Genetic testing after the IVF procedure refers to preimplantation genetic testing (PGT). PGT examines embryos obtained through in vitro fertilization before they are potentially transferred into the woman’s uterus.

Embryos are tested for genetic problems that may cause implantation failure, miscarriage, or congenital malformations in the resulting child. If defects are detected, these embryos are usually not recommended for transfer.

Such genetic defects include:

• A missing or extra chromosome in the embryo (for example, Down syndrome)
• Single-gene disorders (such as sickle cell disease)
• Gene rearrangements that can cause pregnancy loss and congenital malformations.

Preimplantation genetic testing includes three main types of tests that can be performed on embryos after IVF:

• Preimplantation genetic testing for an abnormal number of chromosomes (PGT-A)
• Preimplantation genetic testing for monogenic (single-gene) diseases (PGT-M)
• Preimplantation genetic testing for structural rearrangements (PGT-SR), where structural chromosomal rearrangements are already known.

Fertility specialists perform these tests for two important reasons:

• To determine whether embryos have genetic abnormalities that often cause failed implantation and miscarriage, leading to an unsuccessful IVF outcome
• To identify embryos with genetic defects that could result in a child with a genetic disorder that may cause death or hereditary diseases such as muscular dystrophy.

Preimplantation Genetic Testing for Aneuploidy (PGT-A)

PGT-A is an analysis of embryo cells to determine whether they contain the normal number of chromosomes.

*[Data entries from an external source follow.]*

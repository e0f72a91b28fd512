//! Local stand-in for the Bot API, served with axum.
#![allow(clippy::unwrap_used, clippy::expect_used)]

use std::{
    collections::{HashMap, VecDeque},
    sync::{Arc, Mutex},
    time::Duration,
};

use {
    axum::{
        Json, Router,
        body::Bytes,
        extract::State,
        http::Uri,
        routing::post,
    },
    serde_json::{Value, json},
    tokio::{sync::oneshot, task::JoinHandle},
};

#[derive(Clone, Default)]
struct Recorded {
    calls: Arc<Mutex<HashMap<String, Vec<Value>>>>,
    updates: Arc<Mutex<VecDeque<Value>>>,
}

pub(crate) struct MockTelegramApi {
    addr: std::net::SocketAddr,
    recorded: Recorded,
    shutdown: Option<oneshot::Sender<()>>,
    server: JoinHandle<()>,
}

fn message_result(chat_id: i64) -> Value {
    json!({
        "message_id": 1,
        "date": 1,
        "chat": { "id": chat_id, "type": "private", "first_name": "Mira" },
        "text": "ok"
    })
}

async fn api_handler(State(recorded): State<Recorded>, uri: Uri, body: Bytes) -> Json<Value> {
    let method = uri.path().rsplit('/').next().unwrap_or_default().to_string();
    let payload: Value = serde_json::from_slice(&body).unwrap_or(Value::Null);
    let chat_id = payload["chat_id"].as_i64().unwrap_or(42);
    if let Ok(mut calls) = recorded.calls.lock() {
        calls.entry(method.clone()).or_default().push(payload);
    }

    let result = match method.as_str() {
        "GetUpdates" => {
            let next = recorded.updates.lock().ok().and_then(|mut u| u.pop_front());
            match next {
                Some(batch) => batch,
                None => {
                    tokio::time::sleep(Duration::from_millis(20)).await;
                    json!([])
                },
            }
        },
        "GetFile" => json!({
            "file_id": "photo-1",
            "file_unique_id": "unique-1",
            "file_size": 11,
            "file_path": "photos/file_1.jpg"
        }),
        "SendMessage" | "SendDocument" | "EditMessageReplyMarkup" => message_result(chat_id),
        _ => json!(true),
    };
    Json(json!({ "ok": true, "result": result }))
}

async fn file_handler() -> &'static [u8] {
    b"image-bytes"
}

impl MockTelegramApi {
    pub(crate) async fn start() -> Self {
        let recorded = Recorded::default();
        let app = Router::new()
            .route("/{*path}", post(api_handler).get(file_handler))
            .with_state(recorded.clone());

        let listener = tokio::net::TcpListener::bind("127.0.0.1:0")
            .await
            .expect("bind test listener");
        let addr = listener.local_addr().expect("local addr");
        let (shutdown_tx, shutdown_rx) = oneshot::channel::<()>();
        let server = tokio::spawn(async move {
            axum::serve(listener, app)
                .with_graceful_shutdown(async {
                    let _ = shutdown_rx.await;
                })
                .await
                .expect("serve mock telegram api");
        });

        Self {
            addr,
            recorded,
            shutdown: Some(shutdown_tx),
            server,
        }
    }

    pub(crate) fn bot(&self) -> teloxide::Bot {
        let api_url =
            reqwest::Url::parse(&format!("http://{}/", self.addr)).expect("parse api url");
        teloxide::Bot::new("test-token").set_api_url(api_url)
    }

    /// Queue one getUpdates response.
    pub(crate) fn push_updates(&self, updates: Value) {
        self.recorded
            .updates
            .lock()
            .expect("lock updates")
            .push_back(updates);
    }

    pub(crate) fn calls(&self, method: &str) -> Vec<Value> {
        self.recorded
            .calls
            .lock()
            .expect("lock calls")
            .get(method)
            .cloned()
            .unwrap_or_default()
    }

    /// Poll until `method` has been called at least `count` times.
    pub(crate) async fn wait_for(&self, method: &str, count: usize) -> Vec<Value> {
        for _ in 0..100 {
            let calls = self.calls(method);
            if calls.len() >= count {
                return calls;
            }
            tokio::time::sleep(Duration::from_millis(20)).await;
        }
        panic!("timed out waiting for {count} {method} call(s)");
    }

    pub(crate) async fn shutdown(mut self) {
        if let Some(tx) = self.shutdown.take() {
            let _ = tx.send(());
        }
        let _ = (&mut self.server).await;
    }
}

Unequal division of the egg or sperm can lead to an embryo with too few or too many chromosomes.

Most people have 46 chromosomes because they inherit 23 chromosomes from each parent. If an embryo or cell is missing a chromosome or has an extra one, this is called aneuploidy. Monosomy means that one chromosome is missing, and trisomy means that there is an extra chromosome.

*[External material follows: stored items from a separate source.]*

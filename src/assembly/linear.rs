//! Linear forms (right-hand sides) over a finite element space.
use crate::assembly::global::scatter_local_vector_to_global;
use crate::error::FormError;
use crate::integrator::{IntegratorKind, LinearIntegrator, SharedLinearIntegrator};
use crate::space::FiniteElementSpace;
use crate::Real;
use eyre::WrapErr;
use log::debug;
use nalgebra::{DVector, DVectorViewMut};
use std::fmt;
use std::sync::Arc;

/// A linear form `f(v)`, assembled into a global vector.
pub struct LinearForm<T: Real, S: FiniteElementSpace + ?Sized> {
    space: Arc<S>,
    domain_integrators: Vec<SharedLinearIntegrator<T, S>>,
    boundary_integrators: Vec<SharedLinearIntegrator<T, S>>,
    vector: Option<DVector<T>>,
}

impl<T: Real, S: FiniteElementSpace + ?Sized> fmt::Debug for LinearForm<T, S> {
    fn fmt(&self, f: &mut fmt::Formatter<'_>) -> fmt::Result {
        f.debug_struct("LinearForm")
            .field("num_dofs", &self.space.num_dofs())
            .field("num_domain_integrators", &self.domain_integrators.len())
            .field("num_boundary_integrators", &self.boundary_integrators.len())
            .field("vector", &self.vector)
            .finish()
    }
}

impl<T: Real, S: FiniteElementSpace + ?Sized> LinearForm<T, S> {
    pub fn new(space: Arc<S>) -> Self {
        Self {
            space,
            domain_integrators: Vec::new(),
            boundary_integrators: Vec::new(),
            vector: None,
        }
    }

    pub fn space(&self) -> &Arc<S> {
        &self.space
    }

    pub fn add_shared_integrator(
        &mut self,
        kind: IntegratorKind,
        integrator: SharedLinearIntegrator<T, S>,
    ) -> Result<(), FormError> {
        if kind.is_face() || !integrator.supports(kind) {
            return Err(FormError::UnsupportedIntegrator { kind });
        }
        match kind {
            IntegratorKind::Domain => self.domain_integrators.push(integrator),
            _ => self.boundary_integrators.push(integrator),
        }
        Ok(())
    }

    pub fn add_domain_integrator(&mut self, integrator: impl LinearIntegrator<T, S> + 'static) -> Result<(), FormError> {
        self.add_shared_integrator(IntegratorKind::Domain, Arc::new(integrator))
    }

    pub fn add_boundary_integrator(
        &mut self,
        integrator: impl LinearIntegrator<T, S> + 'static,
    ) -> Result<(), FormError> {
        self.add_shared_integrator(IntegratorKind::Boundary, Arc::new(integrator))
    }

    /// Assembles the global vector from scratch.
    pub fn assemble(&mut self) -> eyre::Result<()> {
        let space = self.space.as_ref();
        let mut vector = DVector::zeros(space.num_dofs());
        let mut dofs = Vec::new();
        let mut local = DVector::zeros(0);
        let mut integrator_output = DVector::zeros(0);

        let mut assemble_local = |dofs: &[_], element: &S::Element, integrators: &[SharedLinearIntegrator<T, S>]| {
            local.resize_vertically_mut(dofs.len(), T::zero());
            local.fill(T::zero());
            integrator_output.resize_vertically_mut(dofs.len(), T::zero());
            for integrator in integrators {
                integrator_output.fill(T::zero());
                integrator.assemble_element_vector(element, DVectorViewMut::from(&mut integrator_output))?;
                local += &integrator_output;
            }
            scatter_local_vector_to_global(&mut vector, dofs, &local);
            Ok::<_, eyre::Report>(())
        };

        if !self.domain_integrators.is_empty() {
            for i in 0..space.num_elements() {
                dofs.clear();
                space.populate_element_dofs(&mut dofs, i);
                assemble_local(&dofs, &space.element(i), &self.domain_integrators)
                    .wrap_err_with(|| format!("failed to assemble element vector of element {i}"))?;
            }
            debug!("Assembled {} domain elements into vector", space.num_elements());
        }

        if !self.boundary_integrators.is_empty() {
            for i in 0..space.num_boundary_elements() {
                dofs.clear();
                space.populate_boundary_element_dofs(&mut dofs, i);
                assemble_local(&dofs, &space.boundary_element(i), &self.boundary_integrators)
                    .wrap_err_with(|| format!("failed to assemble element vector of boundary element {i}"))?;
            }
            debug!("Assembled {} boundary elements into vector", space.num_boundary_elements());
        }

        self.vector = Some(vector);
        Ok(())
    }

    /// The assembled vector, if available.
    pub fn vector(&self) -> Option<&DVector<T>> {
        self.vector.as_ref()
    }

    pub fn into_vector(self) -> Option<DVector<T>> {
        self.vector
    }

    /// Discards the assembled vector, optionally rebinding to a new space.
    pub fn update(&mut self, space: Option<Arc<S>>) {
        if let Some(space) = space {
            self.space = space;
        }
        self.vector = None;
    }
}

A child can survive only one type of monosomy, Turner syndrome, which means the absence of one of the X chromosomes. Trisomy of certain chromosome pairs can sometimes lead to live births of children with Down syndrome, also called trisomy 21 (an extra chromosome in the normal pair number 21), Turner syndrome (trisomy 18), and Patau syndrome (trisomy 13).

Aneuploidy is one of the main causes of implantation failure, miscarriage, and a major cause of congenital malformations in children.

Preimplantation Genetic Testing for a Monogenic Disease (PGT-M)

PGT-M analyzes specific genetic mutations known to be carried by one or both parents. A family history of genetic disorders in one or both parents can increase the likelihood of a child being born with a genetic mutation.

A disorder involving a single specific gene arises from a mutation in the DNA sequence:

• It can lead to diseases such as cystic fibrosis and sickle cell disease
• It may also cause inherited genetic mutations such as BRCA1 and BRCA2, which significantly increase a woman’s risk of breast and ovarian cancer.

During PGT-M, specialists test embryos for specific genetic disorders.

PGT-M commonly examines disorders such as:

• Huntington’s disease
• Sickle cell disease
• Muscular dystrophy
• Cystic fibrosis
• BRCA1 and BRCA2 mutations
• Fragile X syndrome
• Tay–Sachs disease

PGT for Structural Chromosomal Rearrangement (PGT-SR)

PGT-SR analyzes embryos from patients known to have a structural chromosomal rearrangement, such as an inversion or a translocation. Patients with a known structural rearrangement have a higher risk of producing embryos that do not have the correct amount of chromosomal material. These patients often experience repeated miscarriages.

PGT-SR looks for abnormalities such as:

• Robertsonian translocations
• Reciprocal translocations
• Non-reciprocal translocations

How Are PGT-A, PGT-SR, and PGT-M Performed on Embryos Obtained Through IVF?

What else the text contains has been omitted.